Ces projets sont pour l’heure restés lettre morte et le droit français de la responsabilité civile fait toujours preuve de singularité en la matière. L’arrêt du 2 juillet 2014 ne donne aucun signe d’évolution prochaine de la jurisprudence sur la question, bien au contraire. Il faut donc s’en tenir à un principe de portée général ne connaissant pas d’atténuation. Les opérateurs économiques doivent en être conscients.

Il n’en demeure pas moins que l’attitude de la victime n’est cependant pas totalement ignorée en droit français lorsqu’il s’agit de déterminer l’étendue de l’obligation à réparation du responsable du dommage. En effet, elle est parfois prise en compte pour limiter ou exclure le droit à réparation. Il est ainsi admis que la faute de la victime en matière délictuelle, ou le fait du créancier en matière contractuelle, peuvent avoir un effet au moins partiellement exonératoire pour le débiteur de la réparation. Toutefois, à la différence de l’obligation de minimiser son dommage – qui, si elle était reconnue, ne pourrait intervenir qu’après la survenance du dommage –, la faute de la victime (ou le fait du créancier) doit avoir contribué à causer le dommage et constituer une faute causale antérieure ou concomitante à celle du débiteur principal de la réparation.

Clément Dupoirier, Avocat associé du cabinet Herbert Smith Freehills.

[1Cass. 1ère Civ., 2 juillet 2014, n°13-17.599.

[2Y-M. Laithier, « La Cour de cassation refuse d’imposer au créancier le devoir de minimiser le dommage », Revue des contrats, 1 janvier 2010, n° 1, p. 52.

[3Cass 3ème Civ., 10 juillet 2013, n°12-13.851.

[4Cass. Crim., 30 octobre 1974, n°73-93.381.

[5Cass. 2ème Civ., 19 mars 1997, n°93-10.914.

[6Cass., 19 juin 2003, n°01-13.289.

[7Voir par exemple A. Anziani et L. Béteille, Rapport d’information no 558 fait au nom de la commission des lois constitutionnelles, de législation, du suffrage universel, du Règlement et d’administration générale par le groupe de travail relatif à la responsabilité civile, 15 juillet 2009, p. 67 et s.

[8Cass. 2ème Civ., 19 juin 2003, n°00-22.302 ; voir aussi Cass. 2ème Civ., 12 mai 2005, n°01-16-963.

[9M. Mekki, « L’exception française : non à l’obligation de minimiser le dommage !, Chronique de jurisprudence du droit de la responsabilité civile », Gaz.
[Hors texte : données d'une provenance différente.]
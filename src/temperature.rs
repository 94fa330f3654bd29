//! Functions to compute temperature from raw sensor values.
//!
//! The pipeline treats the conversion as opaque: it hands a
//! [`RadiometricConverter`] the oriented frame and the capture
//! metadata and gets a grid of temperatures back.
//!
//! [`PlanckConverter`] is the default. It reads the camera's
//! calibration constants from `sensor_fixed_metadata` and
//! corrects the object radiance for atmospheric transmission
//! and reflected ambient radiance before inverting the Planck
//! curve. Output is in Kelvin.

use anyhow::{anyhow, Result};
use ndarray::Array2;
use serde_derive::*;

use crate::{frame::OrientedFrame, metadata::CaptureMetadata};

/// Turns raw counts into calibrated temperatures.
pub trait RadiometricConverter {
    fn to_temperature(&self, frame: &OrientedFrame, metadata: &CaptureMetadata)
        -> Result<Array2<f64>>;
}

/// Calibration constants of a FLIR camera.
///
/// Upstream metadata stores these as strings, sometimes with a
/// unit suffix; plain numbers are accepted as well.
#[derive(Serialize, Deserialize, Debug, Clone, PartialEq)]
pub struct FlirCalibration {
    #[serde(rename = "calibration_R", deserialize_with = "serde_helpers::lenient_float")]
    planck_r: f64,
    #[serde(rename = "calibration_B", deserialize_with = "serde_helpers::lenient_float")]
    planck_b: f64,
    #[serde(rename = "calibration_F", deserialize_with = "serde_helpers::lenient_float")]
    planck_f: f64,
    #[serde(rename = "calibration_J0", deserialize_with = "serde_helpers::lenient_float")]
    offset_j0: f64,
    #[serde(rename = "calibration_J1", deserialize_with = "serde_helpers::lenient_float")]
    gain_j1: f64,

    #[serde(rename = "calibration_X", deserialize_with = "serde_helpers::lenient_float")]
    atmospheric_transmission_x: f64,
    #[serde(rename = "calibration_alpha1", deserialize_with = "serde_helpers::lenient_float")]
    atmospheric_transmission_alpha_1: f64,
    #[serde(rename = "calibration_alpha2", deserialize_with = "serde_helpers::lenient_float")]
    atmospheric_transmission_alpha_2: f64,
    #[serde(rename = "calibration_beta1", deserialize_with = "serde_helpers::lenient_float")]
    atmospheric_transmission_beta_1: f64,
    #[serde(rename = "calibration_beta2", deserialize_with = "serde_helpers::lenient_float")]
    atmospheric_transmission_beta_2: f64,
}

/// Scene conditions at capture time.
#[derive(Serialize, Deserialize, Debug, Clone, Copy, PartialEq)]
#[serde(default)]
pub struct Environment {
    /// Air temperature in celsius.
    pub air_temperature: f64,
    /// Relative humidity as a fraction.
    pub relative_humidity: f64,
    /// Object distance in metres.
    pub distance: f64,
    pub emissivity: f64,
}

impl Default for Environment {
    fn default() -> Self {
        Environment {
            air_temperature: 22.,
            relative_humidity: 0.1,
            distance: 2.5,
            emissivity: 0.98,
        }
    }
}

const KELVIN_OFFSET: f64 = 273.15;

impl FlirCalibration {
    pub fn from_metadata(metadata: &CaptureMetadata) -> Result<Self> {
        let fixed = metadata
            .sensor_fixed_metadata()
            .ok_or_else(|| anyhow!("no sensor_fixed_metadata for {}", metadata.sensor()))?;
        Ok(serde_json::from_value(fixed.clone())?)
    }

    // rad = R*J1/(exp(B/T)-F) + J0, T in kelvin
    fn planck_temp_to_radiance(&self, kelvin: f64) -> f64 {
        self.planck_r * self.gain_j1 / ((self.planck_b / kelvin).exp() - self.planck_f)
            + self.offset_j0
    }

    // inverse of above
    fn planck_radiance_to_temp(&self, radiance: f64) -> f64 {
        self.planck_b
            / (self.planck_r / (radiance - self.offset_j0) * self.gain_j1 + self.planck_f).ln()
    }

    fn atmospheric_affine1(&self, val: f64) -> f64 {
        self.atmospheric_transmission_alpha_1 + self.atmospheric_transmission_beta_1 * val
    }

    fn atmospheric_affine2(&self, val: f64) -> f64 {
        self.atmospheric_transmission_alpha_2 + self.atmospheric_transmission_beta_2 * val
    }

    fn atmospheric_interpolate(&self, val1: f64, val2: f64) -> f64 {
        self.atmospheric_transmission_x * val1 + (1. - self.atmospheric_transmission_x) * val2
    }

    /// Atmospheric transmission over the object distance.
    pub fn transmission(&self, env: &Environment) -> f64 {
        // water vapour content from relative humidity
        const H2O_SERIES: [f64; 4] = [1.56, 0.0694, -0.000278, 0.000000685];
        let h2o = env.relative_humidity * power_series_at(&H2O_SERIES, env.air_temperature).exp();
        let h2o_sqrt = h2o.sqrt();

        let dist_factor = (env.distance / 2.).sqrt();
        self.atmospheric_interpolate(
            (-dist_factor * self.atmospheric_affine1(h2o_sqrt)).exp(),
            (-dist_factor * self.atmospheric_affine2(h2o_sqrt)).exp(),
        )
    }

    /// Per-pixel transform from raw counts to kelvin.
    pub fn temperature_transform(&self, env: &Environment) -> impl Fn(f64) -> f64 + '_ {
        let tau = self.transmission(env);
        let emissivity = env.emissivity;

        // the gantry camera looks through open air: atmosphere
        // and reflected ambient share the air temperature
        let air = env.air_temperature + KELVIN_OFFSET;
        let atm = self.planck_temp_to_radiance(air);
        let amb = self.planck_temp_to_radiance(air);

        let coeffs = [
            (-(1. - tau) * atm - (1. - emissivity) * tau * amb + self.offset_j0) / emissivity / tau,
            self.gain_j1 / emissivity / tau,
        ];

        move |raw| self.planck_radiance_to_temp(power_series_at(&coeffs, raw))
    }

    pub fn raw_to_temp(&self, env: &Environment, raw: f64) -> f64 {
        self.temperature_transform(env)(raw)
    }
}

/// Default converter driven by [`FlirCalibration`].
#[derive(Debug, Clone, Copy, Default)]
pub struct PlanckConverter {
    pub environment: Environment,
}

impl RadiometricConverter for PlanckConverter {
    fn to_temperature(
        &self,
        frame: &OrientedFrame,
        metadata: &CaptureMetadata,
    ) -> Result<Array2<f64>> {
        let calibration = FlirCalibration::from_metadata(metadata)?;
        let transform = calibration.temperature_transform(&self.environment);
        Ok(frame.values().mapv(transform))
    }
}

#[inline]
fn power_series_at(coeffs: &[f64], x: f64) -> f64 {
    let mut pow = 1.;
    let mut sum = 0.;
    for coeff in coeffs.iter() {
        sum += pow * coeff;
        pow *= x;
    }
    sum
}

mod serde_helpers {
    use lazy_static::lazy_static;
    use regex::Regex;
    use serde::*;

    #[derive(serde_derive::Deserialize)]
    #[serde(untagged)]
    enum NumberOrString {
        Number(f64),
        String(String),
    }

    /// Accept `16671`, `"16671"` or `"22.5 C"`.
    pub fn lenient_float<'de, D>(de: D) -> Result<f64, D::Error>
    where
        D: Deserializer<'de>,
    {
        lazy_static! {
            static ref RE: Regex = Regex::new(r"^\s*[-+]?(\d+\.?\d*|\.\d+)([eE][-+]?\d+)?").unwrap();
        }

        use serde::de::Error;
        let str_rep = match NumberOrString::deserialize(de)? {
            NumberOrString::Number(val) => return Ok(val),
            NumberOrString::String(s) => s,
        };
        let val = RE
            .find(&str_rep)
            .ok_or_else(|| Error::custom("unexpected format: must begin with float"))?
            .as_str()
            .trim()
            .parse()
            .map_err(Error::custom)?;

        Ok(val)
    }
}

#[cfg(test)]
mod tests {
    use super::*;
    use crate::metadata::tests::capture_content;
    use approx::assert_abs_diff_eq;
    use ndarray::array;
    use serde_json::json;

    fn calibration() -> FlirCalibration {
        serde_json::from_value(json!({
            "calibration_R": "16671",
            "calibration_B": 1428.0,
            "calibration_F": "1.0",
            "calibration_J0": "0",
            "calibration_J1": "1",
            "calibration_X": "1.9",
            "calibration_alpha1": "0.006569",
            "calibration_alpha2": "0.01262",
            "calibration_beta1": "-0.002276",
            "calibration_beta2": "-0.00667 1/sqrt(g/m3)"
        }))
        .unwrap()
    }

    fn ideal() -> Environment {
        // unit emissivity through a vacuum
        Environment {
            air_temperature: 20.,
            relative_humidity: 0.,
            distance: 0.,
            emissivity: 1.,
        }
    }

    #[test]
    fn lenient_parsing() {
        let cal = calibration();
        assert_eq!(cal.planck_r, 16671.);
        assert_eq!(cal.planck_b, 1428.);
        assert_eq!(cal.atmospheric_transmission_beta_2, -0.00667);

        let bad = serde_json::from_value::<FlirCalibration>(json!({ "calibration_R": "abc" }));
        assert!(bad.is_err());
    }

    #[test]
    fn ideal_conditions_invert_planck() {
        let cal = calibration();
        let env = ideal();
        assert_abs_diff_eq!(cal.transmission(&env), 1.0, epsilon = 1e-12);

        for kelvin in [260., 300., 330.] {
            let raw = cal.planck_temp_to_radiance(kelvin);
            assert_abs_diff_eq!(cal.raw_to_temp(&env, raw), kelvin, epsilon = 1e-9);
        }
    }

    #[test]
    fn object_at_air_temperature_reads_air_temperature() {
        // with the object in equilibrium with its surroundings
        // every correction term cancels out
        let cal = calibration();
        let env = Environment::default();
        let air = env.air_temperature + KELVIN_OFFSET;
        let raw = cal.planck_temp_to_radiance(air);
        assert_abs_diff_eq!(cal.raw_to_temp(&env, raw), air, epsilon = 1e-6);
    }

    #[test]
    fn transmission_drops_with_distance() {
        let cal = calibration();
        let near = cal.transmission(&Environment {
            distance: 1.,
            ..Default::default()
        });
        let far = cal.transmission(&Environment {
            distance: 100.,
            ..Default::default()
        });
        assert!(near > far);
    }

    #[test]
    fn converter_reads_calibration_from_metadata() -> Result<()> {
        let md = CaptureMetadata::from_content(&capture_content(), "flirIrCamera").unwrap();
        let cal = FlirCalibration::from_metadata(&md)?;
        let converter = PlanckConverter {
            environment: ideal(),
        };

        let raw = cal.planck_temp_to_radiance(300.);
        let frame = OrientedFrame::new(array![[raw, raw], [raw, raw], [raw, raw]]);
        let temps = converter.to_temperature(&frame, &md)?;
        assert_eq!(temps.dim(), (3, 2));
        for t in temps.iter() {
            assert_abs_diff_eq!(*t, 300., epsilon = 1e-9);
        }
        Ok(())
    }

    #[test]
    fn missing_calibration_is_an_error() {
        let md = CaptureMetadata::from_content(&json!({}), "flirIrCamera").unwrap();
        let frame = OrientedFrame::new(Array2::zeros((2, 2)));
        assert!(PlanckConverter::default().to_temperature(&frame, &md).is_err());
    }
}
Pal., 14 novembre 2013, n°318, p. 16.

[10Voir par exemple Cass. 3ème Civ., 5 février 2013, n°12-12.124.

[11M. Fabre-Magnan, Droit des obligations. Contrat et engagement unilatéral, éd. PUF, coll. Thémis, 3ème éd., p. 712-713.

[12Art. 7.4.8 des Principes Unidroit : « Le débiteur ne répons pas du préjudice dans la mesure où le créancier aurait pu l’atténuer par des moyens raisonnables. (…) ».

[13Art. 9 :505 des Principes européens de droit des contrats : « Le débiteur n’est point tenu du préjudice souffert par le créancier pour autant que ce dernier pu réduire son préjudice en prenant des mesures raisonnables ».

[14Art. 3 :705 du Projet de cadre commun de référence.

[15Art.10:505 des Principes contractuels communs.

[16Art. 1373 du Projet Catala : « Lorsque la victime avait la possibilité, par des moyens sûrs, raisonnables et proportionnés, de réduire l’étendue de son préjudice ou d’ne éviter l’aggravation, il sera tenu compte de son abstention par une réduction de son indemnisation, sauf lorsque les mesures seraient de nature à porter atteinte à son intégrité physique » ; Art. 53 du Projet Terré : « Sauf en cas d’atteinte à l’intégrité physique ou psychique de la personne, le juge pourra réduire les dommages et intérêts lorsque le demandeur n’aura pas pris les mesures sûres et raisonnables propres à limiter son préjudice ».

[17D. Mazeaud, « Les projets français de réforme du droit de la responsabilité civile », LPA, 13 mars 2014 n° 52, p. 8.